Listening to all the Radiohead albums in chronological order is like watching all of the Mad Max movies in a row. Little by little, the old familiar world breaks down and is eventually replaced by a new one. With each new album the band has experimented more and more with song stucture and texture. Pablo Honey was Pixies meets REM meets Hüsker Dü meets Neil Young. The Bends tightened up the songs and carved out a sound for the band. With OK Computer, Radiohead took that sound and started playing with electronic noises and weird time signatures. With Kid A, there is no verse-chorus-verse radio anthem material and there are hardly any guitar parts. "Idioteque" sounds a lot like Aphex Twin and most of the rest of it sounds like Brian Eno meets Sonic Youth.
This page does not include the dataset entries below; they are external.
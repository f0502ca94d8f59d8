//! 重试策略：pure / idempotent 工具有限次重试（线性退避），non_idempotent 只调用一次

use std::time::Duration;

use crate::tools::SideEffectClass;

#[derive(Debug, Clone, Copy, PartialEq, Eq)]
pub struct RetryPolicy {
    /// 首次调用之后最多再试几次
    pub max_retries: u32,
    /// 第 n 次重试前等待 n * backoff
    pub backoff: Duration,
}

impl Default for RetryPolicy {
    fn default() -> Self {
        Self {
            max_retries: 2,
            backoff: Duration::from_millis(200),
        }
    }
}

impl RetryPolicy {
    pub fn new(max_retries: u32, backoff: Duration) -> Self {
        Self { max_retries, backoff }
    }

    /// 总调用次数上限
    pub fn attempts_for(&self, class: SideEffectClass) -> u32 {
        if class.is_retryable() {
            1 + self.max_retries
        } else {
            1
        }
    }

    /// 第 attempt 次调用失败后的等待时间
    pub fn delay(&self, attempt: u32) -> Duration {
        self.backoff.saturating_mul(attempt)
    }
}

#[cfg(test)]
mod tests {
    use super::*;

    #[test]
    fn test_non_idempotent_never_retried() {
        let policy = RetryPolicy::new(3, Duration::from_millis(10));
        assert_eq!(policy.attempts_for(SideEffectClass::NonIdempotent), 1);
        assert_eq!(policy.attempts_for(SideEffectClass::Idempotent), 4);
        assert_eq!(policy.attempts_for(SideEffectClass::Pure), 4);
    }

    #[test]
    fn test_linear_backoff() {
        let policy = RetryPolicy::new(2, Duration::from_millis(100));
        assert_eq!(policy.delay(1), Duration::from_millis(100));
        assert_eq!(policy.delay(2), Duration::from_millis(200));
    }
}
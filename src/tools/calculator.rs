//! 计算器工具：四则运算、括号、幂、取模的递归下降求值

use async_trait::async_trait;
use serde_json::Value;

use crate::tools::{SideEffectClass, Tool, ToolDescriptor, ToolOutput};

pub struct CalculatorTool {
    descriptor: ToolDescriptor,
}

impl CalculatorTool {
    pub fn new() -> Self {
        let descriptor = ToolDescriptor::new(
            "calculator",
            "Evaluate an arithmetic expression (+ - * / % ^ and parentheses). Args: {\"expression\": \"2+2\"}",
            SideEffectClass::Pure,
        )
        .with_input_schema(serde_json::json!({
            "type": "object",
            "properties": {"expression": {"type": "string", "minLength": 1}},
            "required": ["expression"]
        }))
        .with_output_schema(serde_json::json!({
            "type": "object",
            "properties": {
                "expression": {"type": "string"},
                "result": {"type": "number"}
            },
            "required": ["result"]
        }));
        Self { descriptor }
    }
}

impl Default for CalculatorTool {
    fn default() -> Self {
        Self::new()
    }
}

#[async_trait]
impl Tool for CalculatorTool {
    fn descriptor(&self) -> &ToolDescriptor {
        &self.descriptor
    }

    async fn invoke(&self, args: Value) -> Result<ToolOutput, String> {
        let expression = args
            .get("expression")
            .and_then(|v| v.as_str())
            .ok_or_else(|| "missing expression".to_string())?;
        let result = evaluate(expression)?;
        // 整数结果输出为整数，避免 "4.0"
        let number = if result.fract() == 0.0 && result.abs() < i64::MAX as f64 {
            Value::from(result as i64)
        } else {
            serde_json::Number::from_f64(result)
                .map(Value::Number)
                .ok_or_else(|| format!("result is not finite: {result}"))?
        };
        Ok(ToolOutput::new(serde_json::json!({
            "expression": expression,
            "result": number,
        })))
    }
}

/// 求值算术表达式
pub fn evaluate(expression: &str) -> Result<f64, String> {
    let mut parser = Parser {
        chars: expression.chars().filter(|c| !c.is_whitespace()).collect(),
        pos: 0,
        depth: 0,
    };
    let value = parser.expr()?;
    if parser.pos != parser.chars.len() {
        return Err(format!(
            "unexpected character '{}' at {}",
            parser.chars[parser.pos], parser.pos
        ));
    }
    if !value.is_finite() {
        return Err("division by zero".to_string());
    }
    Ok(value)
}

/// 括号、一元符号与幂的最大嵌套深度
const MAX_DEPTH: usize = 256;

struct Parser {
    chars: Vec<char>,
    pos: usize,
    depth: usize,
}

impl Parser {
    fn peek(&self) -> Option<char> {
        self.chars.get(self.pos).copied()
    }

    fn descend(&mut self) -> Result<(), String> {
        self.depth += 1;
        if self.depth > MAX_DEPTH {
            return Err("expression nested too deeply".to_string());
        }
        Ok(())
    }

    // expr := term (('+' | '-') term)*
    fn expr(&mut self) -> Result<f64, String> {
        let mut value = self.term()?;
        while let Some(op) = self.peek() {
            match op {
                '+' => {
                    self.pos += 1;
                    value += self.term()?;
                }
                '-' => {
                    self.pos += 1;
                    value -= self.term()?;
                }
                _ => break,
            }
        }
        Ok(value)
    }

    // term := power (('*' | '/' | '%') power)*
    fn term(&mut self) -> Result<f64, String> {
        let mut value = self.power()?;
        while let Some(op) = self.peek() {
            match op {
                '*' | '×' => {
                    self.pos += 1;
                    value *= self.power()?;
                }
                '/' | '÷' => {
                    self.pos += 1;
                    let rhs = self.power()?;
                    if rhs == 0.0 {
                        return Err("division by zero".to_string());
                    }
                    value /= rhs;
                }
                '%' => {
                    self.pos += 1;
                    let rhs = self.power()?;
                    if rhs == 0.0 {
                        return Err("division by zero".to_string());
                    }
                    value %= rhs;
                }
                _ => break,
            }
        }
        Ok(value)
    }

    // power := unary ('^' power)?   右结合
    fn power(&mut self) -> Result<f64, String> {
        let base = self.unary()?;
        if self.peek() == Some('^') {
            self.pos += 1;
            self.descend()?;
            let exp = self.power()?;
            self.depth -= 1;
            return Ok(base.powf(exp));
        }
        Ok(base)
    }

    fn unary(&mut self) -> Result<f64, String> {
        match self.peek() {
            Some('-') => {
                self.pos += 1;
                self.descend()?;
                let value = -self.unary()?;
                self.depth -= 1;
                Ok(value)
            }
            Some('+') => {
                self.pos += 1;
                self.descend()?;
                let value = self.unary()?;
                self.depth -= 1;
                Ok(value)
            }
            _ => self.atom(),
        }
    }

    fn atom(&mut self) -> Result<f64, String> {
        match self.peek() {
            Some('(') => {
                self.pos += 1;
                self.descend()?;
                let value = self.expr()?;
                self.depth -= 1;
                if self.peek() != Some(')') {
                    return Err("missing closing parenthesis".to_string());
                }
                self.pos += 1;
                Ok(value)
            }
            Some(c) if c.is_ascii_digit() || c == '.' => {
                let start = self.pos;
                while matches!(self.peek(), Some(c) if c.is_ascii_digit() || c == '.') {
                    self.pos += 1;
                }
                let literal: String = self.chars[start..self.pos].iter().collect();
                literal
                    .parse::<f64>()
                    .map_err(|_| format!("invalid number: {literal}"))
            }
            Some(c) => Err(format!("unexpected character '{c}' at {}", self.pos)),
            None => Err("unexpected end of expression".to_string()),
        }
    }
}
One of the tracks is an instrumental and some of the others might as well be with Thom Yorke's vocals distorted to the point of glossolalia.
That being said, this isn't really Radiohead goes electronic. Neither is it a "fuck you" album along the lines of Lou Reed's Metal Machine Music or even Nirvana's In Utero. What Radiohead is trying to accomplish is what the Beatles and to a larger extent Pink Floyd did in the late '60s, which is to explore new areas for their music. After getting over the initial shock of the new sound and structure (or lack thereof) and listening to the album a couple of times, it becomes apparent that the quality control Radiohead has so judiciously exercised on previous albums has not been sacrificed here. The "songs" are still quite good and some of them are even catchy.
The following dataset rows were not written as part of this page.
//! 网页抓取工具：域名白名单、超时、结果大小限制
//!
//! 仅允许配置中的域名；GET 请求带超时与 User-Agent；响应超过 max_result_chars 时截断。
//! 对 HTML 响应使用 html2text 提取可读文本。

use std::collections::HashSet;
use std::time::Duration;

use async_trait::async_trait;
use html2text::from_read;
use reqwest::Client;
use serde_json::Value;

use crate::tools::{SideEffectClass, Tool, ToolDescriptor, ToolOutput};

pub struct FetchPageTool {
    descriptor: ToolDescriptor,
    client: Client,
    allowed_domains: HashSet<String>,
    max_result_chars: usize,
}

/// 简易去除 HTML 标签（html2text 失败时的回退）
fn strip_html_tags(html: &str) -> String {
    let mut out = String::with_capacity(html.len());
    let mut in_tag = false;
    for c in html.chars() {
        match c {
            '<' => in_tag = true,
            '>' => in_tag = false,
            _ if !in_tag => out.push(c),
            _ => {}
        }
    }
    out.split_whitespace().collect::<Vec<_>>().join(" ")
}

fn looks_like_html(s: &str) -> bool {
    let s = s.trim_start();
    s.starts_with("<!")
        || s.starts_with("<html")
        || s.starts_with("<HTML")
        || (s.contains('<') && (s.contains("</") || s.contains("<head") || s.contains("<title")))
}

/// 从 URL 中提取 host（小写，不含端口）
pub(crate) fn extract_domain(url: &str) -> Option<String> {
    let url = url.trim();
    let rest = url
        .strip_prefix("https://")
        .or_else(|| url.strip_prefix("http://"))?;
    let host = rest.split('/').next()?.split(':').next()?;
    if host.is_empty() {
        return None;
    }
    Some(host.to_lowercase())
}

impl FetchPageTool {
    pub fn new(allowed_domains: Vec<String>, timeout_secs: u64, max_result_chars: usize) -> Self {
        let descriptor = ToolDescriptor::new(
            "fetch_page",
            "Fetch a web page from an allow-listed domain and return its readable text. Args: {\"url\": \"https://...\"}",
            SideEffectClass::Idempotent,
        )
        .with_input_schema(serde_json::json!({
            "type": "object",
            "properties": {"url": {"type": "string", "pattern": "^https?://"}},
            "required": ["url"]
        }))
        .with_output_schema(serde_json::json!({
            "type": "object",
            "properties": {
                "url": {"type": "string"},
                "text": {"type": "string"},
                "truncated": {"type": "boolean"}
            },
            "required": ["url", "text"]
        }));
        let client = Client::builder()
            .timeout(Duration::from_secs(timeout_secs))
            .user_agent("Mozilla/5.0 (compatible; jarvis/0.1)")
            .build()
            .unwrap_or_default();
        Self {
            descriptor,
            client,
            allowed_domains: allowed_domains.into_iter().map(|s| s.to_lowercase()).collect(),
            max_result_chars,
        }
    }

    fn is_allowed(&self, url: &str) -> Result<(), String> {
        let domain = extract_domain(url).ok_or_else(|| "Invalid or missing URL".to_string())?;
        if self.allowed_domains.contains(&domain) {
            return Ok(());
        }
        Err(format!("Domain not in allowlist: {}", domain))
    }

    fn html_to_text(&self, html: &str) -> String {
        match from_read(html.as_bytes(), 120) {
            Ok(text) if !text.trim().is_empty() => text,
            _ => strip_html_tags(html),
        }
    }

    fn truncate(&self, body: String) -> (String, bool) {
        if body.chars().count() > self.max_result_chars {
            (body.chars().take(self.max_result_chars).collect(), true)
        } else {
            (body, false)
        }
    }
}

#[async_trait]
impl Tool for FetchPageTool {
    fn descriptor(&self) -> &ToolDescriptor {
        &self.descriptor
    }

    async fn invoke(&self, args: Value) -> Result<ToolOutput, String> {
        let url = args
            .get("url")
            .and_then(|v| v.as_str())
            .ok_or_else(|| "missing url".to_string())?;
        self.is_allowed(url)?;
        let resp = self
            .client
            .get(url)
            .send()
            .await
            .map_err(|e| format!("Request failed: {}", e))?;
        if !resp.status().is_success() {
            return Err(format!("HTTP {}", resp.status()));
        }
        let body = resp.text().await.map_err(|e| format!("Read body: {}", e))?;
        let body = body.trim_start_matches('\u{FEFF}');
        let text = if looks_like_html(body) {
            self.html_to_text(body)
        } else {
            body.to_string()
        };
        let (text, truncated) = self.truncate(text);
        Ok(ToolOutput::new(serde_json::json!({
            "url": url,
            "text": text,
            "truncated": truncated,
        })))
    }
}

#[cfg(test)]
mod tests {
    use super::*;

    #[test]
    fn test_extract_domain() {
        assert_eq!(extract_domain("https://Docs.rs/tokio"), Some("docs.rs".to_string()));
        assert_eq!(extract_domain("http://localhost:8080/x"), Some("localhost".to_string()));
        assert_eq!(extract_domain("docs.rs"), None);
    }

    #[tokio::test]
    async fn test_rejects_domain_outside_allowlist() {
        let tool = FetchPageTool::new(vec!["docs.rs".to_string()], 5, 1000);
        let err = tool
            .invoke(serde_json::json!({"url": "https://example.com"}))
            .await
            .unwrap_err();
        assert!(err.contains("allowlist"));
    }

    #[test]
    fn test_strip_tags_fallback() {
        assert_eq!(strip_html_tags("<p>Hello <b>world</b></p>"), "Hello world");
    }

    #[test]
    fn test_truncate_marks_result() {
        let tool = FetchPageTool::new(vec![], 5, 3);
        assert_eq!(tool.truncate("abcdef".to_string()), ("abc".to_string(), true));
        assert_eq!(tool.truncate("ab".to_string()), ("ab".to_string(), false));
    }
}
//! 错误分类
//!
//! 工具级错误写入 Trace；规划失败与编排失败才会返回给用户（user_message）。
//! 校验拒绝不是错误，走有界重规划。

use serde::{Deserialize, Serialize};
use thiserror::Error;

use crate::plan::StepId;

/// Planner 失败
#[derive(Error, Debug, Clone, PartialEq, Eq)]
pub enum PlanningFailure {
    /// 未知工具、参数不符合 Schema、结构非法、输出无法解析
    #[error("invalid plan: {0}")]
    InvalidPlan(String),

    /// 重规划重复了已失败的动作
    #[error("replan made no progress: {0}")]
    NoProgress(String),

    #[error("language model unavailable: {0}")]
    ModelUnavailable(String),
}

/// 单次工具调用错误
#[derive(Error, Debug, Clone, PartialEq, Eq)]
pub enum ToolError {
    #[error("tool {tool} schema violation: {detail}")]
    SchemaViolation { tool: String, detail: String },

    #[error("tool {tool} failed: {detail}")]
    ExecutionError { tool: String, detail: String },

    #[error("tool {tool} timed out after {after_ms}ms")]
    Timeout { tool: String, after_ms: u64 },

    /// 工具实现 panic；不重试
    #[error("tool {tool} panicked: {detail}")]
    Panicked { tool: String, detail: String },

    #[error("tool not registered: {0}")]
    Unregistered(String),
}

impl ToolError {
    /// 是否值得重试（Schema 错误重试也不会变）；副作用等级另行判断
    pub fn is_retryable(&self) -> bool {
        matches!(self, ToolError::ExecutionError { .. } | ToolError::Timeout { .. })
    }
}

/// 校验拒绝的类别
#[derive(Debug, Clone, Copy, PartialEq, Eq, Serialize, Deserialize)]
#[serde(rename_all = "snake_case")]
pub enum RejectKind {
    /// 必需步骤未成功
    UnmetStep,
    /// 回复包含执行结果与检索片段都不支持的内容
    UngroundedResponse,
    /// 声明为 pure 的工具报告了状态变化
    SideEffectMismatch,
}

/// 执行前即可发现的不变量破坏（计划引用了未注册的工具）
#[derive(Error, Debug, Clone, PartialEq, Eq)]
pub enum InvariantViolation {
    #[error("step {step_id} references unregistered tool {tool}")]
    UnregisteredTool { step_id: StepId, tool: String },

    #[error("step {0} is a tool call without a tool name")]
    MissingToolName(StepId),
}

/// 一轮编排的终止失败
#[derive(Error, Debug)]
pub enum OrchestratorFailure {
    #[error("replan limit exceeded after {replans} replans: {reason}")]
    ReplanLimitExceeded { replans: u32, reason: String },

    #[error("turn deadline of {budget_ms}ms exceeded")]
    TurnTimeout { budget_ms: u64 },

    #[error(transparent)]
    Planning(#[from] PlanningFailure),

    #[error("invariant violation: {0}")]
    Invariant(#[from] InvariantViolation),

    #[error("turn cancelled")]
    Cancelled,
}

impl OrchestratorFailure {
    /// 面向用户的说明
    pub fn user_message(&self) -> String {
        match self {
            OrchestratorFailure::ReplanLimitExceeded { reason, .. } => {
                format!("Sorry, I couldn't complete that request. {reason}")
            }
            OrchestratorFailure::TurnTimeout { .. } => {
                "Sorry, that took too long and I had to stop.".to_string()
            }
            OrchestratorFailure::Planning(PlanningFailure::InvalidPlan(detail)) => {
                format!("Sorry, I couldn't work out how to do that ({detail}).")
            }
            OrchestratorFailure::Planning(PlanningFailure::NoProgress(_)) => {
                "Sorry, I couldn't find another way to do that.".to_string()
            }
            OrchestratorFailure::Planning(PlanningFailure::ModelUnavailable(_)) => {
                "Sorry, my language model is unavailable right now.".to_string()
            }
            OrchestratorFailure::Invariant(_) => {
                "Sorry, something went wrong internally.".to_string()
            }
            OrchestratorFailure::Cancelled => "Request cancelled.".to_string(),
        }
    }
}

#[cfg(test)]
mod tests {
    use super::*;

    #[test]
    fn test_tool_error_retryable() {
        assert!(ToolError::Timeout {
            tool: "weather".into(),
            after_ms: 10
        }
        .is_retryable());
        assert!(!ToolError::SchemaViolation {
            tool: "weather".into(),
            detail: "x".into()
        }
        .is_retryable());
        assert!(!ToolError::Unregistered("x".into()).is_retryable());
    }

    #[test]
    fn test_planning_failure_converts() {
        let failure: OrchestratorFailure = PlanningFailure::InvalidPlan("unknown tool fly_to_moon".into()).into();
        assert!(matches!(failure, OrchestratorFailure::Planning(_)));
        assert!(failure.user_message().contains("fly_to_moon"));
    }
}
What's notable about this album is that Radiohead has done what the Fall, Joy Division, Wire, and Public Image, Ltd., did in the late '70s and early '80s enrich the language of popular music. Unlike their post-punk analogues, Radiohead has found a larger audience for its noodlings and thus may have a greater impact on pop music at large. To be fair, Radiohead differs from these bands in a more significant way. That is to say, Yorke and Co. are not really doing anything no one has done before (Brian Eno in particular). But that misses the point of this album. Sure, others have experimented with song structure, sublimated their lyrics and incorporated electronic elements into their music, but none has done so with the grace and beauty that permeates every song on Kid A.
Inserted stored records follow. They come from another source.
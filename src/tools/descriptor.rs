//! 工具描述：名称、描述、输入/输出 Schema、副作用等级

use serde::{Deserialize, Serialize};
use serde_json::Value;

/// 副作用等级，决定执行器能否自动重试
#[derive(Debug, Clone, Copy, PartialEq, Eq, Serialize, Deserialize)]
#[serde(rename_all = "snake_case")]
pub enum SideEffectClass {
    /// 无外部状态变化
    Pure,
    /// 重复调用结果一致（如查询类接口）
    Idempotent,
    /// 每次调用都会产生新的外部效果（发邮件、打开应用）
    NonIdempotent,
}

impl SideEffectClass {
    pub fn is_retryable(self) -> bool {
        !matches!(self, SideEffectClass::NonIdempotent)
    }
}

/// 工具描述，注册时校验并编译 Schema
#[derive(Debug, Clone, PartialEq, Serialize, Deserialize)]
pub struct ToolDescriptor {
    pub name: String,
    pub description: String,
    pub input_schema: Value,
    pub output_schema: Value,
    pub side_effect: SideEffectClass,
}

impl ToolDescriptor {
    pub fn new(
        name: impl Into<String>,
        description: impl Into<String>,
        side_effect: SideEffectClass,
    ) -> Self {
        Self {
            name: name.into(),
            description: description.into(),
            input_schema: serde_json::json!({ "type": "object", "properties": {} }),
            output_schema: serde_json::json!({ "type": "object" }),
            side_effect,
        }
    }

    pub fn with_input_schema(mut self, schema: Value) -> Self {
        self.input_schema = schema;
        self
    }

    pub fn with_output_schema(mut self, schema: Value) -> Self {
        self.output_schema = schema;
        self
    }

    /// 输入与输出都是带 "type" 的对象 Schema
    pub fn is_fully_specified(&self) -> bool {
        is_typed_object(&self.input_schema) && is_typed_object(&self.output_schema)
    }
}

fn is_typed_object(schema: &Value) -> bool {
    schema
        .as_object()
        .map(|o| o.contains_key("type"))
        .unwrap_or(false)
}

/// 工具调用结果：输出值 + 是否改变了外部状态
#[derive(Debug, Clone, PartialEq)]
pub struct ToolOutput {
    pub value: Value,
    pub state_changed: bool,
}

impl ToolOutput {
    pub fn new(value: Value) -> Self {
        Self {
            value,
            state_changed: false,
        }
    }

    pub fn changed(value: Value) -> Self {
        Self {
            value,
            state_changed: true,
        }
    }
}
The major criticism of the album is that it's too short. It's easy to like what Radiohead is doing, but it's also easy to want more. Also, by making the vocal parts more a part of the mix (and less intelligible) than on previous albums, Radiohead has lost a lot of the emotional power that made The Bends so touching and OK Computer so alienating. No one will question that Dark Side of the Moon was great music, largely because of its experimentation, but it wouldn't have been the brilliant album it was without Roger Waters' lyrics. Still, with another album in the wings, Radiohead may yet stake its claim as the true inheritor (for better or worse) of the Floydian mantle.